Much has been written here in the UK about Prince Harry’s Thursday appearance on Hollywood actor Dax Shepard’s ‘Armchair Expert’ podcast. The Duke of Sussex’s comments about the ‘genetic pain and suffering’ of growing up as a royal made the front page of Friday’s tabloids with the Daily Mail asking ‘Just how low can Harry go?’ after he appeared to criticise the parenting of his own father Prince Charles.

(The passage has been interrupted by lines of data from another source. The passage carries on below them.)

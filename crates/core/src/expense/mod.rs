mod types;

pub use types::{Expense, RecurringExpense, RecurringInterval};
use chrono::NaiveDate;
use serde::{Deserialize, Serialize};

/// A single ledger entry for one calendar day.
///
/// An expense is immutable once persisted, except for the `checked` flag
/// which is only ever mutated through store operations. Negative amounts are
/// spendings, positive amounts are incomes.
#[derive(Debug, Clone, PartialEq, Serialize, Deserialize)]
pub struct Expense {
    /// Store-assigned identifier. `None` until the expense is persisted.
    pub id: Option<i64>,
    pub title: String,
    pub amount: f64,
    pub date: NaiveDate,
    /// Whether the user has reconciled this expense against their account.
    pub checked: bool,
    /// Identifier of the recurring template this expense was generated from,
    /// if any.
    pub recurring_expense_id: Option<i64>,
}

impl Expense {
    /// Creates a new unpersisted expense.
    pub fn new(title: impl Into<String>, amount: f64, date: NaiveDate) -> Self {
        Self {
            id: None,
            title: title.into(),
            amount,
            date,
            checked: false,
            recurring_expense_id: None,
        }
    }

    /// Sets a specific ID for this expense (useful for testing).
    pub fn with_id(mut self, id: i64) -> Self {
        self.id = Some(id);
        self
    }

    /// Marks this expense as reconciled.
    pub fn checked(mut self) -> Self {
        self.checked = true;
        self
    }

    /// Links this expense to a recurring template.
    pub fn with_recurring(mut self, recurring_expense_id: i64) -> Self {
        self.recurring_expense_id = Some(recurring_expense_id);
        self
    }

    /// Returns true if this expense was generated from a recurring template.
    pub fn is_recurring(&self) -> bool {
        self.recurring_expense_id.is_some()
    }
}

/// How often a recurring expense repeats.
#[derive(Debug, Clone, Copy, PartialEq, Eq, Serialize, Deserialize)]
pub enum RecurringInterval {
    Weekly,
    BiWeekly,
    Monthly,
    Yearly,
}

/// A template from which concrete [`Expense`] rows are generated.
#[derive(Debug, Clone, PartialEq, Serialize, Deserialize)]
pub struct RecurringExpense {
    /// Store-assigned identifier. `None` until persisted.
    pub id: Option<i64>,
    pub title: String,
    pub amount: f64,
    /// Day the recurrence starts on.
    pub start_date: NaiveDate,
    /// Whether any generated occurrence was edited individually.
    pub modified: bool,
    pub interval: RecurringInterval,
}

impl RecurringExpense {
    /// Creates a new unpersisted recurring expense.
    pub fn new(
        title: impl Into<String>,
        amount: f64,
        start_date: NaiveDate,
        interval: RecurringInterval,
    ) -> Self {
        Self {
            id: None,
            title: title.into(),
            amount,
            start_date,
            modified: false,
            interval,
        }
    }

    /// Sets a specific ID for this recurring expense (useful for testing).
    pub fn with_id(mut self, id: i64) -> Self {
        self.id = Some(id);
        self
    }
}
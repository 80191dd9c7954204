//! Expense ledger storage backends with a day-granular caching decorator.
//!
//! The [`storage`] module provides concrete implementations of the
//! [`budgetbook_core::store::ExpenseStore`] contract; the [`cache`] module
//! holds the day-keyed cache maps and the background jobs that fill them one
//! calendar month at a time.

pub mod cache;
pub mod storage;
use chrono::{Datelike, NaiveDate};

/// Returns the first day of the month containing `day`.
pub fn start_of_month(day: NaiveDate) -> NaiveDate {
    day.with_day(1).expect("every month has a day 1")
}

/// Returns the last day of the month containing `day`, leap-year aware.
pub fn end_of_month(day: NaiveDate) -> NaiveDate {
    let first_of_next = if day.month() == 12 {
        NaiveDate::from_ymd_opt(day.year() + 1, 1, 1)
    } else {
        NaiveDate::from_ymd_opt(day.year(), day.month() + 1, 1)
    }
    .expect("first day of the next month");

    first_of_next
        .pred_opt()
        .expect("day before a first-of-month")
}

#[cfg(test)]
mod tests {
    use super::*;

    #[test]
    fn test_start_of_month_mid_month() {
        let day = NaiveDate::from_ymd_opt(2024, 3, 15).unwrap();

        assert_eq!(
            start_of_month(day),
            NaiveDate::from_ymd_opt(2024, 3, 1).unwrap()
        );
    }

    #[test]
    fn test_start_of_month_is_identity_on_first() {
        let first = NaiveDate::from_ymd_opt(2024, 3, 1).unwrap();

        assert_eq!(start_of_month(first), first);
    }

    #[test]
    fn test_end_of_month_february_leap_year() {
        let day = NaiveDate::from_ymd_opt(2024, 2, 10).unwrap();

        assert_eq!(
            end_of_month(day),
            NaiveDate::from_ymd_opt(2024, 2, 29).unwrap()
        );
    }

    #[test]
    fn test_end_of_month_february_non_leap_year() {
        let day = NaiveDate::from_ymd_opt(2023, 2, 10).unwrap();

        assert_eq!(
            end_of_month(day),
            NaiveDate::from_ymd_opt(2023, 2, 28).unwrap()
        );
    }

    #[test]
    fn test_end_of_month_december_rolls_into_next_year() {
        let day = NaiveDate::from_ymd_opt(2024, 12, 5).unwrap();

        assert_eq!(
            end_of_month(day),
            NaiveDate::from_ymd_opt(2024, 12, 31).unwrap()
        );
    }
}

Less attention though was paid to other comments made by the exiled royal in his interview. In March Harry was given a role at international nonprofit the Aspen Institute, where he serves on the Orwell-esque ‘Commission on Information Disorder’ working on a six-month study on how inaccurate information spreads across the country. And it was that subject of misinformation the prince chose to turn his guns on in the interview, criticising the free speech provisions in the Bill of Rights, telling Shephard:
I’ve got so much I want to say about the First Amendment as I sort of understand it, but it is bonkers. I don’t want to start going down the First Amendment route because that’s a huge subject and one which I don’t understand because I’ve only been here a short time. But, you can find a loophole in anything. You can capitalise or exploit what’s not said rather than uphold what is said.
As an exercise in winning ‘hearts and minds’ this criticism of America’s treasured civil liberties has not gone down well stateside. Comments underneath articles reporting the Duke’s views include ‘Hey, go home! We fought a war to get rid of Royals on our soil.